Самаркандъ – это Москва Средней Азіи, «лицо земли», «городъ святыхъ», «садъ угодниковъ Божіихъ» – «чарбаги бузрукоонъ» – и точно: этихъ святыхъ, погребенныхъ какъ въ городѣ, такъ и въ его ближайшихъ окрестностяхъ, насчитываютъ болѣе двухсотъ; но изъ нихъ наибольшимъ почитаніемъ пользуются трое ближайшихъ патроновъ «Вѣчнаго города» Средней Азіи. Это именно: Кусамъ, Хызръ и Ахраръ. О Хызрѣ я упоминалъ уже; объ остальныхъ же двухъ еще рѣчь впереди. Что же касается самаркандскихъ достопримѣчательностей, то изъ нихъ менѣе прочихъ описана Хазряти Шахи-Зинда, хотя она, по своимъ художественнымъ достоинствамъ, полагаю, заслуживаетъ вниманія никакъ не менѣе, если не болѣе, прочихъ.
Въ Описаніи Бухарскаго ханства, изданномъ въ 1843 году нашимъ путешественникомъ Н. Ханыковымъ, Хазряти Шахи-Зинда названа дворцомъ Тимурленга. То же самое повторяетъ и Л. Ѳ. Костенко, [26]26
Туркестанскій Край, т.
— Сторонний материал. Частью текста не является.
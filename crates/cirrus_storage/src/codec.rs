//! Encoded keys: backend routing carried in the stored filename.
//!
//! A cloud object is recorded as `<kind>_<basename>`, where the basename is
//! the final component of its physical key. The date-partitioned directory is
//! rebuilt from the record's creation time, so decoding never needs I/O.
//! Anything that does not match the cloud pattern is a local filename.
//!
//! ```text
//! physical key  attachments/2024/03/9f2c..e1_report.pdf
//! encoded key   s3_9f2c..e1_report.pdf
//! ```

use crate::BackendKind;
use chrono::{DateTime, Datelike, Utc};
use cirrus_error::{CirrusResult, StorageError, StorageErrorKind};
use regex::Regex;
use std::path::{Component, Path};
use std::sync::LazyLock;

static CLOUD_KEY: LazyLock<Regex> =
    LazyLock::new(|| Regex::new(r"^(s3|gcs|azure)_[^_]+_").expect("Valid cloud key regex"));

static RESERVED_PREFIX: LazyLock<Regex> =
    LazyLock::new(|| Regex::new(r"^(s3|gcs|azure)_").expect("Valid reserved prefix regex"));

/// Backend kind and basename recovered from an encoded key.
#[derive(Debug, Clone, PartialEq, Eq, Hash, derive_getters::Getters)]
pub struct DecodedKey {
    kind: BackendKind,
    basename: String,
}

impl DecodedKey {
    /// Rebuild the physical key under `prefix` for an object created at `created_at`.
    pub fn physical_key(&self, prefix: &str, created_at: DateTime<Utc>) -> String {
        KeyCodec::physical_key(prefix, created_at, &self.basename)
    }
}

/// Encodes and decodes the `(backend kind, physical key)` pair.
pub struct KeyCodec;

impl KeyCodec {
    /// Encode a physical key owned by `kind`.
    ///
    /// Cloud kinds produce `<kind>_<basename>`; local objects keep the bare basename.
    pub fn encode(kind: BackendKind, physical_key: &str) -> String {
        let basename = Self::basename(physical_key);
        if kind.is_cloud() {
            format!("{}_{}", kind.as_str(), basename)
        } else {
            basename.to_string()
        }
    }

    /// Decode an encoded key without any lookup.
    pub fn decode(encoded: &str) -> DecodedKey {
        if Self::is_cloud(encoded)
            && let Some((tag, basename)) = encoded.split_once('_')
            && let Ok(kind) = tag.parse::<BackendKind>()
        {
            return DecodedKey {
                kind,
                basename: basename.to_string(),
            };
        }

        DecodedKey {
            kind: BackendKind::Local,
            basename: encoded.to_string(),
        }
    }

    /// Whether the string is a cloud-tagged encoded key.
    ///
    /// Requires the tag and at least one more underscore-delimited segment, so a
    /// local file that merely starts with `s3_` is not mistaken for a cloud key.
    /// Keys that are not a single file name are never cloud keys.
    pub fn is_cloud(encoded: &str) -> bool {
        CLOUD_KEY.is_match(encoded) && Self::is_plain_name(encoded)
    }

    /// Whether `name` is exactly one normal path component.
    pub fn is_plain_name(name: &str) -> bool {
        if name.is_empty() || name.contains('/') || name.contains('\\') {
            return false;
        }
        let mut components = Path::new(name).components();
        matches!(
            (components.next(), components.next()),
            (Some(Component::Normal(_)), None)
        )
    }

    /// Whether a basename starts with a reserved `<kind>_` tag.
    pub fn has_reserved_prefix(basename: &str) -> bool {
        RESERVED_PREFIX.is_match(basename)
    }

    /// Check that a basename can be stored under `kind` and decoded back unambiguously.
    ///
    /// # Errors
    ///
    /// Returns `InvalidKey` when the basename is empty, contains a path separator,
    /// starts with a reserved tag, or would not be recognised as a cloud key once
    /// encoded for a cloud kind.
    pub fn validate_basename(kind: BackendKind, basename: &str) -> CirrusResult<()> {
        let reject = |reason: &str| -> CirrusResult<()> {
            Err(StorageError::new(StorageErrorKind::InvalidKey(format!(
                "{}: {}",
                basename, reason
            )))
            .into())
        };

        if basename.is_empty() {
            return reject("basename is empty");
        }
        if basename.contains('/') || basename.contains('\\') {
            return reject("basename contains a path separator");
        }
        if basename == "." || basename == ".." {
            return reject("basename is a relative path component");
        }
        if Self::has_reserved_prefix(basename) {
            return reject("basename starts with a reserved backend tag");
        }
        if kind.is_cloud() && !Self::is_cloud(&Self::encode(kind, basename)) {
            return reject("cloud basenames must have the form <token>_<name>");
        }
        Ok(())
    }

    /// `YYYY/MM` partition for an object created at `created_at`.
    pub fn date_partition(created_at: DateTime<Utc>) -> String {
        format!("{:04}/{:02}", created_at.year(), created_at.month())
    }

    /// Join `prefix`, the date partition and `basename` into a physical key.
    pub fn physical_key(prefix: &str, created_at: DateTime<Utc>, basename: &str) -> String {
        let prefix = prefix.trim_matches('/');
        let partition = Self::date_partition(created_at);
        if prefix.is_empty() {
            format!("{}/{}", partition, basename)
        } else {
            format!("{}/{}/{}", prefix, partition, basename)
        }
    }

    /// Final path component of a physical key.
    pub fn basename(physical_key: &str) -> &str {
        physical_key
            .rsplit('/')
            .next()
            .unwrap_or(physical_key)
    }
}

#[cfg(test)]
mod tests {
    use super::*;
    use chrono::TimeZone;
    use strum::IntoEnumIterator;

    fn march_2024() -> DateTime<Utc> {
        Utc.with_ymd_and_hms(2024, 3, 15, 10, 30, 0).unwrap()
    }

    #[test]
    fn test_round_trip_every_kind() {
        let created_at = march_2024();
        for kind in BackendKind::iter() {
            let prefix = if kind.is_cloud() { "redmine/files" } else { "" };
            let physical = KeyCodec::physical_key(prefix, created_at, "5d41402abc_hello.txt");

            let decoded = KeyCodec::decode(&KeyCodec::encode(kind, &physical));
            assert_eq!(*decoded.kind(), kind);
            assert_eq!(decoded.physical_key(prefix, created_at), physical);
        }
    }

    #[test]
    fn test_cloud_detection() {
        assert!(KeyCodec::is_cloud(&KeyCodec::encode(
            BackendKind::S3,
            "a/2024/03/abc_x.png"
        )));
        assert!(KeyCodec::is_cloud("gcs_abc_x.png"));
        assert!(KeyCodec::is_cloud("azure_abc_x.png"));

        assert!(!KeyCodec::is_cloud("240315103000_report.pdf"));
        assert!(!KeyCodec::is_cloud("s3_report.pdf"));
        assert!(!KeyCodec::is_cloud("s3__report.pdf"));
        assert!(!KeyCodec::is_cloud("ftp_abc_x.png"));
    }

    #[test]
    fn test_local_lookalike_decodes_as_local() {
        let decoded = KeyCodec::decode("s3_report.pdf");
        assert_eq!(*decoded.kind(), BackendKind::Local);
        assert_eq!(decoded.basename(), "s3_report.pdf");
    }

    #[test]
    fn test_keys_with_path_segments_are_not_cloud() {
        for key in ["s3_x_/../../../secret.txt", "gcs_a_b/c.png", "azure_a_..\\x"] {
            assert!(!KeyCodec::is_cloud(key), "{key}");
            assert_eq!(*KeyCodec::decode(key).kind(), BackendKind::Local);
        }

        assert!(KeyCodec::is_plain_name("abc_report.pdf"));
        for name in ["", ".", "..", "a/b", "a\\b", "/etc"] {
            assert!(!KeyCodec::is_plain_name(name), "{name}");
        }
    }

    #[test]
    fn test_physical_key_trims_prefix_slashes() {
        assert_eq!(
            KeyCodec::physical_key("/attachments/", march_2024(), "a_b"),
            "attachments/2024/03/a_b"
        );
        assert_eq!(KeyCodec::physical_key("", march_2024(), "a_b"), "2024/03/a_b");
    }

    #[test]
    fn test_validate_basename() {
        assert!(KeyCodec::validate_basename(BackendKind::S3, "abc_report.pdf").is_ok());
        assert!(KeyCodec::validate_basename(BackendKind::Local, "report.pdf").is_ok());

        for bad in ["s3_evil_thing", "gcs_x", "azure_y_z", "", "a/b_c", ".."] {
            let err = KeyCodec::validate_basename(BackendKind::Local, bad).unwrap_err();
            assert!(matches!(
                err.storage_kind(),
                Some(StorageErrorKind::InvalidKey(_))
            ));
        }

        // A cloud basename without a token segment would decode as local.
        assert!(KeyCodec::validate_basename(BackendKind::Azure, "report.pdf").is_err());
    }
}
I, стр. 439.
[Закрыть]но это ошибочно: Шахи-Зинда (въ переводѣ—живой царь) вовсе не дворецъ и никогда дворцомъ не бывала. Это собственно мечеть, построенная надъ могилой Кусама (по-татарски Касимъ), сына Абу-Аббаса, двоюроднаго брата пророка Магомета. При мечети имѣется небольшой монастырекъ (шайкахъ), гдѣ, между прочимъ, разъ въ недѣлю собираются для «радѣній» ревущіе дервиши, и тутъ же находится рядъ великолѣпныхъ усыпальницъ, гдѣ погребены нѣкоторые члены семейства Тимура, нѣсколько лицъ близко къ нему стоявшихъ и нѣкоторые его потомки. Была нѣкогда при этой же мечети и медрессе, построенная эмиромъ Улугъ-бекомъ, но въ стѣнахъ ея давно уже не раздается слово мусульманской науки. Все это вмѣстѣ взятое, то есть могила Кусама, мечеть, монастырекъ, бывшая медрессе и усыпальницы, составляетъ то, что извѣстно подъ именемъ Хазряти Шахи-Зинда. Впрочемъ, Ханыковъ сознается, что самъ не видалъ ея, а положился на слова своего спутника Лемана.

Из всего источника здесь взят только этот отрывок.